DATA –
·····
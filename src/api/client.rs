use std::time::Duration;

use reqwest::{Client, StatusCode};
use serde::Deserialize;
use serde::de::DeserializeOwned;
use url::Url;

use crate::error::{AppError, AppResult};

use super::models::{OidcParams, User};
use super::ports::{OidcParamsApiClient, UserApiClient};

const USER_INFO_ENDPOINT: &str = "user/info";
const OIDC_PARAMS_ENDPOINT: &str = "public/oidc-params";

#[derive(Debug, Clone)]
pub struct OnyxiaApiClient {
    http: Client,
    base_url: Url,
}

impl OnyxiaApiClient {
    pub fn new(base_url: Url, timeout: Duration) -> AppResult<Self> {
        Ok(Self {
            http: Client::builder().timeout(timeout).build()?,
            base_url,
        })
    }

    async fn get_json<T: DeserializeOwned>(
        &self,
        endpoint: &str,
        access_token: Option<&str>,
    ) -> AppResult<T> {
        let url = self.endpoint_url(endpoint)?;
        let mut request = self.http.get(url);
        if let Some(access_token) = access_token {
            request = request.bearer_auth(access_token);
        }

        let response = request.send().await?;
        let status = response.status();
        if status.is_success() {
            return Ok(response.json().await?);
        }

        let body = response.text().await.unwrap_or_default();
        Err(map_api_error(status, &body))
    }

    fn endpoint_url(&self, endpoint: &str) -> AppResult<Url> {
        let mut base = self.base_url.clone();
        if !base.path().ends_with('/') {
            let path = format!("{}/", base.path());
            base.set_path(&path);
        }
        Ok(base.join(endpoint.trim_start_matches('/'))?)
    }
}

impl UserApiClient for OnyxiaApiClient {
    async fn get_user(&self, access_token: &str) -> AppResult<User> {
        self.get_json(USER_INFO_ENDPOINT, Some(access_token)).await
    }
}

impl OidcParamsApiClient for OnyxiaApiClient {
    async fn get_oidc_params(&self) -> AppResult<OidcParams> {
        self.get_json(OIDC_PARAMS_ENDPOINT, None).await
    }
}

#[derive(Debug, Deserialize)]
struct OnyxiaApiError {
    message: Option<String>,
    error: Option<String>,
    status: Option<u16>,
}

fn map_api_error(status: StatusCode, body: &str) -> AppError {
    let message = parse_api_error_message(body).unwrap_or_else(|| match body.trim() {
        "" => "no error details in response body".to_string(),
        body => body.to_string(),
    });

    if status == StatusCode::UNAUTHORIZED || status == StatusCode::FORBIDDEN {
        return AppError::Auth(format!(
            "onyxia api authorization failed ({status}): {message}. run `onyxia auth login`"
        ));
    }

    AppError::Api(format!("onyxia api request failed ({status}): {message}"))
}

fn parse_api_error_message(body: &str) -> Option<String> {
    let payload = serde_json::from_str::<OnyxiaApiError>(body).ok()?;
    let parts = [
        payload.message,
        payload.error.map(|error| format!("error={error}")),
        payload.status.map(|status| format!("status={status}")),
    ]
    .into_iter()
    .flatten()
    .collect::<Vec<_>>();

    if parts.is_empty() {
        return None;
    }

    Some(parts.join(", "))
}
·····
YOUR OBJECTIVE – The required answer is the exact run of lines above starting at the line with "let status = response.status();" and ending at the line with "async fn get_oidc_params(&self)", with both ends present.

EXERCISE RESULT –
        let status = response.status();
        if status.is_success() {
            return Ok(response.json().await?);
        }

        let body = response.text().await.unwrap_or_default();
        Err(map_api_error(status, &body))
    }

    fn endpoint_url(&self, endpoint: &str) -> AppResult<Url> {
        let mut base = self.base_url.clone();
        if !base.path().ends_with('/') {
            let path = format!("{}/", base.path());
            base.set_path(&path);
        }
        Ok(base.join(endpoint.trim_start_matches('/'))?)
    }
}

impl UserApiClient for OnyxiaApiClient {
    async fn get_user(&self, access_token: &str) -> AppResult<User> {
        self.get_json(USER_INFO_ENDPOINT, Some(access_token)).await
    }
}

impl OidcParamsApiClient for OnyxiaApiClient {
    async fn get_oidc_params(&self) -> AppResult<OidcParams> {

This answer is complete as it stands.